Work instruction :: Keyword search on "Some": report each line of the records that contains it.

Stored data
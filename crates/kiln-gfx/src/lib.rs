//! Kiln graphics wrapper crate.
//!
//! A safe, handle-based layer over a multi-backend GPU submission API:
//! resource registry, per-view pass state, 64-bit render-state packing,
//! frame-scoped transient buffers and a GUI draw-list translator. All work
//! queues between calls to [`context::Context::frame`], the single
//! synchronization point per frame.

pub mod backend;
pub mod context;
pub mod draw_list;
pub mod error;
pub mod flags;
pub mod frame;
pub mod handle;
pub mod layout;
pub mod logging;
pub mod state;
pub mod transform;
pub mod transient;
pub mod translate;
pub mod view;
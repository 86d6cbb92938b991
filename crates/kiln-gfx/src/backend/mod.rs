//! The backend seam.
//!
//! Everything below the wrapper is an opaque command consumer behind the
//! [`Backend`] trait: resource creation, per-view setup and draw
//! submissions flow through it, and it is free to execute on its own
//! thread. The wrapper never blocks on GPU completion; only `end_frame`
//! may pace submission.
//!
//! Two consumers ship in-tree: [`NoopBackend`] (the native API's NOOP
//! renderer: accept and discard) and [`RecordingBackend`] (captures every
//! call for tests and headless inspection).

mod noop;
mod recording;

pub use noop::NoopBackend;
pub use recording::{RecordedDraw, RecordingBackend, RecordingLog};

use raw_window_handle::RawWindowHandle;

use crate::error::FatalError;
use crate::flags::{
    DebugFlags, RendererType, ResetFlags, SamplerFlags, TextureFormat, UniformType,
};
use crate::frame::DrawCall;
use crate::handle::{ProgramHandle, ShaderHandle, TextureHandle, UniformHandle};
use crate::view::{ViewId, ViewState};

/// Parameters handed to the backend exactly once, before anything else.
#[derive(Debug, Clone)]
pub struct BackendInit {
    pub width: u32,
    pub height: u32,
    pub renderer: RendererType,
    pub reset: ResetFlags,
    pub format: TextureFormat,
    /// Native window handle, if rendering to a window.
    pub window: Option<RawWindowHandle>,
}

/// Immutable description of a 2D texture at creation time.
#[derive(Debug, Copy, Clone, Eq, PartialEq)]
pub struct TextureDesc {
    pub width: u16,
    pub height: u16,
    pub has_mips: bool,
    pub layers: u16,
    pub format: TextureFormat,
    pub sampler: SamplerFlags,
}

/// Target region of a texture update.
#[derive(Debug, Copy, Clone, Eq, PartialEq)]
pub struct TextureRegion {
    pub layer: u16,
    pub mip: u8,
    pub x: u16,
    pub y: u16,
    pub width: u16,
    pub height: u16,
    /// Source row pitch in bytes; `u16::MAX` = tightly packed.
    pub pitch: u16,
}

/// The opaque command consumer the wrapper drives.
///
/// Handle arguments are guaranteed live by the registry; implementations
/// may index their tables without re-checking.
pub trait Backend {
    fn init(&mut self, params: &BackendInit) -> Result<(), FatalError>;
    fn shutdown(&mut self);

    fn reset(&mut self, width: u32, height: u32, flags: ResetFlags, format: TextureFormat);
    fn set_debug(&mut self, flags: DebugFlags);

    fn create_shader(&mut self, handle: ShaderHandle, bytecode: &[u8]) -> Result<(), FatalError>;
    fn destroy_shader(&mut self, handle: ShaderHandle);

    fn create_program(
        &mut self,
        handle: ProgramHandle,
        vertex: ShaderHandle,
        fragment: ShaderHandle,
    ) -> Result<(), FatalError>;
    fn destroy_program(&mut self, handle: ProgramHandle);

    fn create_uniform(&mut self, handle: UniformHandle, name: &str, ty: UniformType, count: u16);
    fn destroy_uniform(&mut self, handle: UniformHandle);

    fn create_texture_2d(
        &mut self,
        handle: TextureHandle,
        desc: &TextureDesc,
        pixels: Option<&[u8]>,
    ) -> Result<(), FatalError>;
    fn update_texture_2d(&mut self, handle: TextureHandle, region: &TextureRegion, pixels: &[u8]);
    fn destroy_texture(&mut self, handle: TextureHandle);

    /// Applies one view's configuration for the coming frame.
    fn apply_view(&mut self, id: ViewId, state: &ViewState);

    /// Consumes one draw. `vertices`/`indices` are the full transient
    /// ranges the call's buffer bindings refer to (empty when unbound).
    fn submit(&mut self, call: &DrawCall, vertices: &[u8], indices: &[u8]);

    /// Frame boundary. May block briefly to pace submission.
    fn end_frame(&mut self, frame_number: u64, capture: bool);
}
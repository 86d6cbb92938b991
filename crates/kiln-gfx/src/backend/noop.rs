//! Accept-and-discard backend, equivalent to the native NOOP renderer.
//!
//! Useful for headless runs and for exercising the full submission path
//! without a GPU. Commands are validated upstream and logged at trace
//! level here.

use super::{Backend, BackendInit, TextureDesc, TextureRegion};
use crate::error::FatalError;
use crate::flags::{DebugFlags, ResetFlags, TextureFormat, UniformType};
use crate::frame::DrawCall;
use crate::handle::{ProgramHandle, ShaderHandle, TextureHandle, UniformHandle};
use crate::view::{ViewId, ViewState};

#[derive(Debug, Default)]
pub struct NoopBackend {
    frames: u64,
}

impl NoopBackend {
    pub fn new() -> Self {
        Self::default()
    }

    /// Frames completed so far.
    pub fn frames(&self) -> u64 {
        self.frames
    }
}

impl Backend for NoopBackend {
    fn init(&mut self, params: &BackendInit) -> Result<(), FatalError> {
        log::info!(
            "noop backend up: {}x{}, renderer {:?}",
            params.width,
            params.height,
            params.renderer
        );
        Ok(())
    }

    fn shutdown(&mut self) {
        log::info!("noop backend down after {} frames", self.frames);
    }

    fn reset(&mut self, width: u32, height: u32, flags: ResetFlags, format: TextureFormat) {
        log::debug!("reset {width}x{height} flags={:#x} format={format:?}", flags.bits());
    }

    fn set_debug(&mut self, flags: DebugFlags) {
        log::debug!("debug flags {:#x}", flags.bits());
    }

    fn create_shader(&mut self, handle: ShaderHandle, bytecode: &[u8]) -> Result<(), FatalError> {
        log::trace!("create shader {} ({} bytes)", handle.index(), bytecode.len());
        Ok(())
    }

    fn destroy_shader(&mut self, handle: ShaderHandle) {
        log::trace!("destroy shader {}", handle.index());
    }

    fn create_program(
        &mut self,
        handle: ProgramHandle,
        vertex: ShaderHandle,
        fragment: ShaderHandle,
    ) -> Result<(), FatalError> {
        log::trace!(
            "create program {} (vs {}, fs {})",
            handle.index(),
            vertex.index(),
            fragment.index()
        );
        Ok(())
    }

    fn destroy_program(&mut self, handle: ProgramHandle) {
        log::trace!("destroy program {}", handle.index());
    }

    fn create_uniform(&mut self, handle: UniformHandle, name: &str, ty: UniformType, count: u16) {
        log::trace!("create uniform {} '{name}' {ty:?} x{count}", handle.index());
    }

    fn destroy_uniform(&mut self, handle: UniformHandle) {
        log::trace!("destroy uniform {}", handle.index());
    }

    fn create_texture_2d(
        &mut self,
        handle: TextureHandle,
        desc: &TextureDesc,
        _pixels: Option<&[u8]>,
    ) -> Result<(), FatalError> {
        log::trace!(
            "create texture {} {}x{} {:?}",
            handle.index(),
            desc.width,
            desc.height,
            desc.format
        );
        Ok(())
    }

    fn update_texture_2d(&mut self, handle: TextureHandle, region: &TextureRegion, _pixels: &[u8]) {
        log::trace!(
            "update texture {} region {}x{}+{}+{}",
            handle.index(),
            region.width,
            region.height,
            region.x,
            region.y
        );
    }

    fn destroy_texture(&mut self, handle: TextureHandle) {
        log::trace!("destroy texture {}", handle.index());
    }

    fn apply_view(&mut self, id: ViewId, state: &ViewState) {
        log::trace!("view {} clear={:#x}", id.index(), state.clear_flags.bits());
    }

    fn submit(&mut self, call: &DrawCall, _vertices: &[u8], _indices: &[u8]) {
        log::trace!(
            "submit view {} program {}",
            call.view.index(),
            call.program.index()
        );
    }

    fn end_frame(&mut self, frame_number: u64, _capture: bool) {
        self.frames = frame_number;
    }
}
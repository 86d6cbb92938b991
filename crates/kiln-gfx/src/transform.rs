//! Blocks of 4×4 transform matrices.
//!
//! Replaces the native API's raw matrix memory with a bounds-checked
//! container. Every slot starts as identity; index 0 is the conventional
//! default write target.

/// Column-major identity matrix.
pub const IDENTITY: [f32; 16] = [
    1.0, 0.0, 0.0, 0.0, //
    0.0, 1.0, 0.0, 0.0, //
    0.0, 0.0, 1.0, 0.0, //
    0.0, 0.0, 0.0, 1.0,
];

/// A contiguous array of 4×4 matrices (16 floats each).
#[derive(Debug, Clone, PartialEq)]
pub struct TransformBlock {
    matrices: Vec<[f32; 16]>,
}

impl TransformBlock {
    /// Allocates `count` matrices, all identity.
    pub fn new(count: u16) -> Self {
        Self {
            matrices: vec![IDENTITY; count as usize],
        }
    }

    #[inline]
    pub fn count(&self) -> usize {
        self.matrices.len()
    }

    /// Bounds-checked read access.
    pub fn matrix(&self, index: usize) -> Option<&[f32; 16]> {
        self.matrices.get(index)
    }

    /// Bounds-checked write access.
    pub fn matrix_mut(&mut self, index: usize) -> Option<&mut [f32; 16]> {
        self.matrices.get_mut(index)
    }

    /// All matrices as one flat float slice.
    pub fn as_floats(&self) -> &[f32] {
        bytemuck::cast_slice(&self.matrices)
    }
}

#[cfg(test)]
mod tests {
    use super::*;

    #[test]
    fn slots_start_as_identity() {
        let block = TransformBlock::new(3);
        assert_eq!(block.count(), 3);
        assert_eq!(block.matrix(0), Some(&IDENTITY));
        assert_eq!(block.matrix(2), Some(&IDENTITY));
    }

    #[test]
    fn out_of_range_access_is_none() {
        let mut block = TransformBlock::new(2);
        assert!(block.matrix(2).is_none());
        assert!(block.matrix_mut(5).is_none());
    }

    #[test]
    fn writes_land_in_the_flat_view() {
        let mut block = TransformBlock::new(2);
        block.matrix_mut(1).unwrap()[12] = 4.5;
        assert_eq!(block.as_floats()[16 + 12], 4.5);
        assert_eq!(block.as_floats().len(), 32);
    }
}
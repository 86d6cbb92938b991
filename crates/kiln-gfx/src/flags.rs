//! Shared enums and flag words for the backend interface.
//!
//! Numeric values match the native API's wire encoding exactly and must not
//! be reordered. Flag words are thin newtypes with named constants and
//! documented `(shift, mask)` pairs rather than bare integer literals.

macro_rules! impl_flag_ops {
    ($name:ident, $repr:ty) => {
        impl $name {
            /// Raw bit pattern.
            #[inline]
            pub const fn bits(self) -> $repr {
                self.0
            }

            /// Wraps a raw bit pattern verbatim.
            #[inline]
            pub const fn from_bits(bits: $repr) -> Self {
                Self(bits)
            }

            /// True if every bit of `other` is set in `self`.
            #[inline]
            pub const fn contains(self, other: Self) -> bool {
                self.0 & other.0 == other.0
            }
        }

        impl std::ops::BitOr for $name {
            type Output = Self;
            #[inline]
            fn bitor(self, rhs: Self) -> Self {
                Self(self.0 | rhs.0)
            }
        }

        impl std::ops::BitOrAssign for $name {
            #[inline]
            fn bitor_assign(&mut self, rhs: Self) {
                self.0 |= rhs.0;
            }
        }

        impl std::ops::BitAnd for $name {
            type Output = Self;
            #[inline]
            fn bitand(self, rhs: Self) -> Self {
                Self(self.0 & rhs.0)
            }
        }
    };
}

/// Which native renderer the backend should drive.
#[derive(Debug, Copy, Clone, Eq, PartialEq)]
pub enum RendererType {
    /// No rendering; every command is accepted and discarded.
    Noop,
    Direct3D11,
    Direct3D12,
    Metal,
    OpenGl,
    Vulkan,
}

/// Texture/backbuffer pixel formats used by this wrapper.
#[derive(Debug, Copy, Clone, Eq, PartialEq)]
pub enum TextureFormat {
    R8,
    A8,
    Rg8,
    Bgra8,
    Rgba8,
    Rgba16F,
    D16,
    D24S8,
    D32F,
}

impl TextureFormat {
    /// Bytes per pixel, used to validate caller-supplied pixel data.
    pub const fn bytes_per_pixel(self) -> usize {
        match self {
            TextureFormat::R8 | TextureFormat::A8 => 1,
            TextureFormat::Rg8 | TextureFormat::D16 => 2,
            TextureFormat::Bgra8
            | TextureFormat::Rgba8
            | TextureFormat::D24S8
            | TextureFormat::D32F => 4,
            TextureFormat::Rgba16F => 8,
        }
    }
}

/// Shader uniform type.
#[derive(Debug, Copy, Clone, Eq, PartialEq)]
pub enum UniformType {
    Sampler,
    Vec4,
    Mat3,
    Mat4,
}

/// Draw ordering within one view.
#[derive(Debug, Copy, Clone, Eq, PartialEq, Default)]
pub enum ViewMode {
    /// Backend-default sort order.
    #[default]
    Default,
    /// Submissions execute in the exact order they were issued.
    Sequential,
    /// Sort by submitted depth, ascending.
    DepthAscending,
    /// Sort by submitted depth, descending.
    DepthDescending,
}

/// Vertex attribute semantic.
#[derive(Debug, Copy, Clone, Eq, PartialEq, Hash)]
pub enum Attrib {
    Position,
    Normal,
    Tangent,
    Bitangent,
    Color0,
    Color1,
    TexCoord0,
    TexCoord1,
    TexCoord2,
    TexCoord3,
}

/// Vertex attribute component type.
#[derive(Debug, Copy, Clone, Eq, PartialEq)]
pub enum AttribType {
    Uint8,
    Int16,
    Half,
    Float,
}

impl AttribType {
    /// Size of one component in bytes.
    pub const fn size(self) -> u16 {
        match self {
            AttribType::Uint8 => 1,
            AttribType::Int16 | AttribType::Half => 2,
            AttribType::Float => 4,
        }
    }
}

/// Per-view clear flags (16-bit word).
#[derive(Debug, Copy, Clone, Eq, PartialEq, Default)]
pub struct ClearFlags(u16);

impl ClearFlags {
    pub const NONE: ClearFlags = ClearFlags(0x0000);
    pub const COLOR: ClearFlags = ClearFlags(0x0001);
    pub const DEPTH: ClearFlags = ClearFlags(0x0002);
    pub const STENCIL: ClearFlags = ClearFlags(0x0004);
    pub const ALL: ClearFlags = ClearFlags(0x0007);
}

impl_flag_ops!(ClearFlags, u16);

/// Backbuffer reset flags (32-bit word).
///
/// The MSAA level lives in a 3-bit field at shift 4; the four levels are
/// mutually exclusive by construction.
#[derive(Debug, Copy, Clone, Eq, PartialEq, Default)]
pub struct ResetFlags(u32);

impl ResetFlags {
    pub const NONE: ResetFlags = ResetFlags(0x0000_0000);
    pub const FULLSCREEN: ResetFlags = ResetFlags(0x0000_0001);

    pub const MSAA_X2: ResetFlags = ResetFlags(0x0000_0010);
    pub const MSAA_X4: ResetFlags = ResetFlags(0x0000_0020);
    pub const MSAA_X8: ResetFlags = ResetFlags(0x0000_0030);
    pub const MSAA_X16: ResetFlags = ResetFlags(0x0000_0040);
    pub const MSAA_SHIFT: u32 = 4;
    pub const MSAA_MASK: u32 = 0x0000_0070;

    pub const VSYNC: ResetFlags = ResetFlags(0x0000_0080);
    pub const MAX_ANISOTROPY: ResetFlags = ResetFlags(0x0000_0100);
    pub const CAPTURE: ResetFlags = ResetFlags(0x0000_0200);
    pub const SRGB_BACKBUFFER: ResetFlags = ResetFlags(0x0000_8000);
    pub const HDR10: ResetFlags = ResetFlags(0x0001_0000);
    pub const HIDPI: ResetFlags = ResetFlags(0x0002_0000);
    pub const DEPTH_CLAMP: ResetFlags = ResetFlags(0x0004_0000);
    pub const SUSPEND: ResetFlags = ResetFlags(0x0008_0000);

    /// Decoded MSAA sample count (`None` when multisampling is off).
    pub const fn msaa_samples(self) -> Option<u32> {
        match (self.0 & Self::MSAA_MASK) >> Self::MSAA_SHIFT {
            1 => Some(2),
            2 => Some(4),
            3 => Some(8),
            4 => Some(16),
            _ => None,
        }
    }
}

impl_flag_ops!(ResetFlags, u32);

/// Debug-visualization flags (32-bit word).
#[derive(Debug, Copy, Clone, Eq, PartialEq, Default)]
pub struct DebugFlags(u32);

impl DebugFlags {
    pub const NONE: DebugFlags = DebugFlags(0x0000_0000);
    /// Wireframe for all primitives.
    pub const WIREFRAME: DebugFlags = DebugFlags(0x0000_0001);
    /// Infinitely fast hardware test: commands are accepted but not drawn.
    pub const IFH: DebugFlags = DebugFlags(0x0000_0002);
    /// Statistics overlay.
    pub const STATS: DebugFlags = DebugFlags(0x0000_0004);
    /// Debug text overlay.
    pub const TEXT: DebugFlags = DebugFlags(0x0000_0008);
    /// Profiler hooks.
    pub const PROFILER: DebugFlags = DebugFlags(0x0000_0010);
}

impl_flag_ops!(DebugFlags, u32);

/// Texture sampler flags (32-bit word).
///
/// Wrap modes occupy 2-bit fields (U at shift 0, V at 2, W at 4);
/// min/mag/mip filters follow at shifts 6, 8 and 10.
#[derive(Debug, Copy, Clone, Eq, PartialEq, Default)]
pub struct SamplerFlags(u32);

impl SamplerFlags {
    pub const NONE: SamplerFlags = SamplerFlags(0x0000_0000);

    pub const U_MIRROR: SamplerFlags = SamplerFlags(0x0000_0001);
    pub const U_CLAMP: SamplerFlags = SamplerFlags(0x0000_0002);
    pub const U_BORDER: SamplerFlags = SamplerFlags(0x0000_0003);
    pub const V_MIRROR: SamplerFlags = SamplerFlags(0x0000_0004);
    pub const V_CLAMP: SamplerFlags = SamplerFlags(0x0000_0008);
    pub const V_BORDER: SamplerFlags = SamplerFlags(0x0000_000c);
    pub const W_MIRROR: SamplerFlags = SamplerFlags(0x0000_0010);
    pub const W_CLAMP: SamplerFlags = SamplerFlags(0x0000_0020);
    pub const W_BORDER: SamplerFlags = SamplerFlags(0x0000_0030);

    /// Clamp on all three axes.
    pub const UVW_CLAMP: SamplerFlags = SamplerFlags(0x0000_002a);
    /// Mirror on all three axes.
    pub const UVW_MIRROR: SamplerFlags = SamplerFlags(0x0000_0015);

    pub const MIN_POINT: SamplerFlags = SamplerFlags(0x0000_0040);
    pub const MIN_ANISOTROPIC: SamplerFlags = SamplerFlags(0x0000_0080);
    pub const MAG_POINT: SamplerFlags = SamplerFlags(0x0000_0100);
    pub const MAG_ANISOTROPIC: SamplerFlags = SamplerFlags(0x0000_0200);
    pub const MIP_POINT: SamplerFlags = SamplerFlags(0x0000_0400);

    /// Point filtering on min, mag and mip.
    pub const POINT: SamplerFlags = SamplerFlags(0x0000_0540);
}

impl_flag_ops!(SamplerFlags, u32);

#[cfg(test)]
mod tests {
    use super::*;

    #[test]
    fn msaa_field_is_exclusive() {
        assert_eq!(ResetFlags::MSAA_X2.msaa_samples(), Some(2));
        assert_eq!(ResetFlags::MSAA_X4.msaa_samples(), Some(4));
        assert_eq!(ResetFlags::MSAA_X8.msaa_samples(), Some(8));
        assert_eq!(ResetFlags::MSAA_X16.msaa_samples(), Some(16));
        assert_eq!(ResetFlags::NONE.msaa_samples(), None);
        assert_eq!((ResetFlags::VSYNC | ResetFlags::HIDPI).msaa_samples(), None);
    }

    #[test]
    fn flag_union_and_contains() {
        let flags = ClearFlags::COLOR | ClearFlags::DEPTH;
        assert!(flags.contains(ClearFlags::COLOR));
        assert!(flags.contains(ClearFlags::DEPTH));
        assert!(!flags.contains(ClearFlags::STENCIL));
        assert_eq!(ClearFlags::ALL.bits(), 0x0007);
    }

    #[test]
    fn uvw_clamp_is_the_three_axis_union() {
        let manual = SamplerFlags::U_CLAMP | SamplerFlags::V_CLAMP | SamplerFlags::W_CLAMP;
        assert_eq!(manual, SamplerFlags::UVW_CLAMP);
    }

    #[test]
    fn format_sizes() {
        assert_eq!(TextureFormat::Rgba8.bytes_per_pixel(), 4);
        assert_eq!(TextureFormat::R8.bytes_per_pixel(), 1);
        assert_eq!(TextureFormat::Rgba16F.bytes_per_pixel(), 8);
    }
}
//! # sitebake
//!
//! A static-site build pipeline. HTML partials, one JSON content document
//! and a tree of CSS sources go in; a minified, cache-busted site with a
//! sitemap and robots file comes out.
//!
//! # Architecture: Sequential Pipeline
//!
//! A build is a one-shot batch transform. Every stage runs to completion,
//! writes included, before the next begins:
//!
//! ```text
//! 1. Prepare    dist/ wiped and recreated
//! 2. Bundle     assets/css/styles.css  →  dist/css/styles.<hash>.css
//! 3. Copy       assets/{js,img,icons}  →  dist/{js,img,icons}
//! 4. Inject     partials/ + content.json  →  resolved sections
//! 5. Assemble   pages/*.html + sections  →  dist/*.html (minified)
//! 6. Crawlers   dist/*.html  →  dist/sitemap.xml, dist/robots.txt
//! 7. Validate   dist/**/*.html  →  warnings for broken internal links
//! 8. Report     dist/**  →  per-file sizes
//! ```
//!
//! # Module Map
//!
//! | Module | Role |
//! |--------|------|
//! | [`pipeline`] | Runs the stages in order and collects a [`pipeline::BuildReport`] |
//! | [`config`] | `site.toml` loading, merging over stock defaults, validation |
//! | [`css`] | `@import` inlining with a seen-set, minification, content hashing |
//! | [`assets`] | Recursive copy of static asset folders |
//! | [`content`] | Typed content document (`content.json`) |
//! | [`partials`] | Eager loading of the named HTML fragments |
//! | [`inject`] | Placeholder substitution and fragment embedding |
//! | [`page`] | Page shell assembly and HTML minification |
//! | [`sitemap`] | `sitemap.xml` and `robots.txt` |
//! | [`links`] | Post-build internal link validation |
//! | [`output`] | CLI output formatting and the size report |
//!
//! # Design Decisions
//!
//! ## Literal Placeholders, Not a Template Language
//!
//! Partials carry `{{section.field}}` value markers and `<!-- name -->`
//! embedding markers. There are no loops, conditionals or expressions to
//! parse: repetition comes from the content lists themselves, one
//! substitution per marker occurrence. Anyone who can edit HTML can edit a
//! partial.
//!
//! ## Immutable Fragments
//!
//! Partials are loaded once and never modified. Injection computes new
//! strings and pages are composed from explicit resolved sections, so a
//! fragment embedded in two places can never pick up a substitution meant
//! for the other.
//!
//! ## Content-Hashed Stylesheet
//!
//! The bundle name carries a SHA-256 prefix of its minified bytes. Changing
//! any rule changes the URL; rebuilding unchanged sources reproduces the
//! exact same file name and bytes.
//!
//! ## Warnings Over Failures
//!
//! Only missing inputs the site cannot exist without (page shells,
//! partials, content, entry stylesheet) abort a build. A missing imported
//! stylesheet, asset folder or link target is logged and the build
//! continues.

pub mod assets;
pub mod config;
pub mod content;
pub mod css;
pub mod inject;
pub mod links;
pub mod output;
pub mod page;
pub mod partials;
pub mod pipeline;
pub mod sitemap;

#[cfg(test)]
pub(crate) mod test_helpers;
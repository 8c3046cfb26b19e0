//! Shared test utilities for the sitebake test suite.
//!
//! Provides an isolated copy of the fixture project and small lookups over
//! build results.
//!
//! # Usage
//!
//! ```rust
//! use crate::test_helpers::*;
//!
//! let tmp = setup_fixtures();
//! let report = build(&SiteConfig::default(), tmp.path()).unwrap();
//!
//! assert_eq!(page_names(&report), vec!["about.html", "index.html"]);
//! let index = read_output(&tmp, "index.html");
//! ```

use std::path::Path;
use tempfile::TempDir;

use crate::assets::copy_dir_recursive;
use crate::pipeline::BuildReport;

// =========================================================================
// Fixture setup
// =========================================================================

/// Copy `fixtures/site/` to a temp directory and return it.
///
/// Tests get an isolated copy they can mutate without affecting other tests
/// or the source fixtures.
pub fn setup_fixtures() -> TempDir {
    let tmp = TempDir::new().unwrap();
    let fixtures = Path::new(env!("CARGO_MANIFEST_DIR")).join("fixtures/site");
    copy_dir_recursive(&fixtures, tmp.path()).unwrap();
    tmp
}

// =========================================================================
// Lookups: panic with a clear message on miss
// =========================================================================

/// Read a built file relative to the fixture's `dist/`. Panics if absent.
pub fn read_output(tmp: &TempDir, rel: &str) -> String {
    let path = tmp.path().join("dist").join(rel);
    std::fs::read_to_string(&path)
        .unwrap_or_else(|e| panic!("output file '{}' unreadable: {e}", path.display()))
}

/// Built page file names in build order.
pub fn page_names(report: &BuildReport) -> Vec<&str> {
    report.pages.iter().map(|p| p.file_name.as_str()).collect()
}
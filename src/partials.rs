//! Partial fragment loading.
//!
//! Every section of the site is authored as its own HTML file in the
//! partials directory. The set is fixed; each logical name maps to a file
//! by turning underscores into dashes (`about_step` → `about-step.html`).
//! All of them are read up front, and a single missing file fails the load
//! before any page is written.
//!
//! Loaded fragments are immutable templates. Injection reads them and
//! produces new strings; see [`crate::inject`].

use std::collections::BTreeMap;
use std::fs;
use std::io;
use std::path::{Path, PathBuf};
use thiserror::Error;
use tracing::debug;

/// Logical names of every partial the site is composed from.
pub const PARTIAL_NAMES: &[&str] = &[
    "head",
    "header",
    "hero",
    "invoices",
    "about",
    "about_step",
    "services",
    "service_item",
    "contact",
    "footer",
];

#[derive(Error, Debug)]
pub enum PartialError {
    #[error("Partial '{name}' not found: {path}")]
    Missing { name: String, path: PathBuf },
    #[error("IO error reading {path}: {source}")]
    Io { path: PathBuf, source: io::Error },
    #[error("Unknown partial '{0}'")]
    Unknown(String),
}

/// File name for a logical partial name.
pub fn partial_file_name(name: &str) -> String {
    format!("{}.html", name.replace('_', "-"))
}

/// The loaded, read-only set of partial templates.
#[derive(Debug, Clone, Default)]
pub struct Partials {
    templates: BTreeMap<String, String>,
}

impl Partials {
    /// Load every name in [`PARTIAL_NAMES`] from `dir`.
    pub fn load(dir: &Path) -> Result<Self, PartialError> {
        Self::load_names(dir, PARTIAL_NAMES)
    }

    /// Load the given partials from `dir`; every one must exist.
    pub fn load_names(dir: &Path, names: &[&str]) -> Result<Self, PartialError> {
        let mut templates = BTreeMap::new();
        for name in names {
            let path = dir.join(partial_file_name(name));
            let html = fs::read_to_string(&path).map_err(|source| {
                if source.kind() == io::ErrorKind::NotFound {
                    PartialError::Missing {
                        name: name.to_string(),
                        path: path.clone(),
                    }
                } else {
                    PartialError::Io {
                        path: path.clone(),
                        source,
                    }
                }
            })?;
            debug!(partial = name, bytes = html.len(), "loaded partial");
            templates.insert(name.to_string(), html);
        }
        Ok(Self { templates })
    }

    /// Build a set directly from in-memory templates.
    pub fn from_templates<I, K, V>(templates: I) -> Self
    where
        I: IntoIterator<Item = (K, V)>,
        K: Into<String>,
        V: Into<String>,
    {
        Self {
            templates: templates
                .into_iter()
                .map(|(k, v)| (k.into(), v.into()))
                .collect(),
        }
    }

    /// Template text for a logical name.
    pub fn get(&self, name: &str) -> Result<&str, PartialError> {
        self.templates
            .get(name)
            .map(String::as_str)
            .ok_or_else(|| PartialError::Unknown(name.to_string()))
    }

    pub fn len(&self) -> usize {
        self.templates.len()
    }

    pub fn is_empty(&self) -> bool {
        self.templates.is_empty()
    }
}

Answer to this exercise ::
        assert_eq!(block.matrix(0), Some(&IDENTITY));
        assert_eq!(block.matrix(2), Some(&IDENTITY));
            1 => Some(2),
            2 => Some(4),
            3 => Some(8),
            4 => Some(16),
        assert_eq!(ResetFlags::MSAA_X2.msaa_samples(), Some(2));
        assert_eq!(ResetFlags::MSAA_X4.msaa_samples(), Some(4));
        assert_eq!(ResetFlags::MSAA_X8.msaa_samples(), Some(8));
        assert_eq!(ResetFlags::MSAA_X16.msaa_samples(), Some(16));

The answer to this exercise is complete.